An abundance of natural resources is not the only appeal of Iraq. Efforts have been made to facilitate and encourage foreign trade and investment and the current administration is committed to diversifying the heavily oil-revenue dependent economy. For the most part, there are no foreign ownership restrictions or requirements to have partners who are Iraqi nationals in most industry sectors. Foreign companies need a local partner to participate in work relating to oil and gas extraction or production. Other benefits include a liberalised stock exchange, open to foreigners, and tax breaks for businesses involved in areas deemed nationally important.
For lawyers, oil and gas work is a reliable source of revenue and, with the country’s social infrastructure in dire need of reconstruction and modernisation, project development advice represents another good work stream.
Ben Naylor - EMEA Editor
Al Tamimi & Co, the largest firm originating from the Middle East, is active across the financial and corporate space and in project development in Iraq. Banking, oil and gas, and telecoms are sectors where the firm has worked on significant, large transactions in recent years.

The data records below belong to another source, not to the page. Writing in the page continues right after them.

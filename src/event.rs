//! The query event handed to the hook, and the capabilities its parts may expose.

use std::borrow::Cow;
use std::fmt;
use std::time::Instant;

use crate::error::{FormatError, QueryError};

/// Typed operation tag a query may carry.
#[derive(Debug, Clone, Copy, PartialEq, Eq, Hash)]
pub enum QueryOp {
    Select,
    Insert,
    Update,
    Delete,
}

impl QueryOp {
    /// Returns the operation as used for span names and the method label.
    pub fn as_str(&self) -> &'static str {
        match self {
            QueryOp::Select => "SELECT",
            QueryOp::Insert => "INSERT",
            QueryOp::Update => "UPDATE",
            QueryOp::Delete => "DELETE",
        }
    }
}

impl fmt::Display for QueryOp {
    fn fmt(&self, f: &mut fmt::Formatter<'_>) -> fmt::Result {
        f.write_str(self.as_str())
    }
}

/// A statement as seen by the hook.
pub trait Query {
    /// Statement text with placeholders left in place.
    fn unformatted(&self) -> Result<Cow<'_, str>, FormatError>;

    /// Statement text with bound parameters substituted inline.
    fn formatted(&self) -> Result<Cow<'_, str>, FormatError>;

    /// Operation tag, when the query knows what it is.
    fn operation(&self) -> Option<QueryOp> {
        None
    }
}

/// Model metadata a bound parameter may carry.
pub trait TableModel {
    fn model_name(&self) -> &str;
}

/// A bound query parameter.
pub trait QueryParam {
    fn table_model(&self) -> Option<&dyn TableModel> {
        None
    }
}

impl QueryParam for sea_orm::Value {}

/// Address and identity of the database a connection talks to.
#[derive(Debug, Clone, Default, PartialEq, Eq)]
pub struct ConnectionOptions {
    pub addr: String,
    pub user: String,
    pub database: String,
}

impl ConnectionOptions {
    pub fn new(
        addr: impl Into<String>,
        user: impl Into<String>,
        database: impl Into<String>,
    ) -> Self {
        Self {
            addr: addr.into(),
            user: user.into(),
            database: database.into(),
        }
    }
}

/// The connection a query was issued on.
pub trait DbHandle {
    fn options(&self) -> Option<&ConnectionOptions> {
        None
    }
}

/// Row counts reported for a completed query.
pub trait QueryResult {
    fn rows_affected(&self) -> u64;
    fn rows_returned(&self) -> u64;
}

/// Plain row counts, for clients that only know the numbers.
#[derive(Debug, Clone, Copy, Default, PartialEq, Eq)]
pub struct RowCount {
    pub affected: u64,
    pub returned: u64,
}

impl RowCount {
    pub fn affected(rows: u64) -> Self {
        Self {
            affected: rows,
            returned: 0,
        }
    }

    pub fn returned(rows: u64) -> Self {
        Self {
            affected: 0,
            returned: rows,
        }
    }
}

impl QueryResult for RowCount {
    fn rows_affected(&self) -> u64 {
        self.affected
    }

    fn rows_returned(&self) -> u64 {
        self.returned
    }
}

/// One query attempt.
///
/// Built by the SQL client before execution and again, with `result` or
/// `error` filled in, once the query completes.
pub struct QueryEvent<'a> {
    pub start_time: Instant,
    pub query: &'a dyn Query,
    pub params: Vec<&'a dyn QueryParam>,
    pub db: Option<&'a dyn DbHandle>,
    pub result: Option<&'a dyn QueryResult>,
    pub error: Option<&'a QueryError>,
}

impl<'a> QueryEvent<'a> {
    pub fn new(query: &'a dyn Query, start_time: Instant) -> Self {
        Self {
            start_time,
            query,
            params: Vec::new(),
            db: None,
            result: None,
            error: None,
        }
    }

    pub fn with_params(mut self, params: Vec<&'a dyn QueryParam>) -> Self {
        self.params = params;
        self
    }

    pub fn with_db(mut self, db: &'a dyn DbHandle) -> Self {
        self.db = Some(db);
        self
    }

    pub fn with_result(mut self, result: &'a dyn QueryResult) -> Self {
        self.result = Some(result);
        self
    }

    pub fn with_error(mut self, error: &'a QueryError) -> Self {
        self.error = Some(error);
        self
    }

    /// Model name of the first bound parameter, if it has a non-empty one.
    pub(crate) fn table_name(&self) -> Option<&str> {
        self.params
            .first()
            .and_then(|param| param.table_model())
            .map(|model| model.model_name())
            .filter(|name| !name.is_empty())
    }
}

impl fmt::Debug for QueryEvent<'_> {
    fn fmt(&self, f: &mut fmt::Formatter<'_>) -> fmt::Result {
        f.debug_struct("QueryEvent")
            .field("start_time", &self.start_time)
            .field("operation", &self.query.operation())
            .field("params", &self.params.len())
            .field("error", &self.error)
            .finish_non_exhaustive()
    }
}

The firm’s recent transactional highlights included a number of deals for foreign state-controlled lenders providing finance to Iraqi entities. Among the highlights were a mandate for a national development bank on a cross-border loan. In M&A the firm represented a client making an inbound acquisition in the food sector.
China Export Import Bank, the Government of Iraq, and Fresenius Medical Care Middle East are a few of the firm’s publishable significant clients.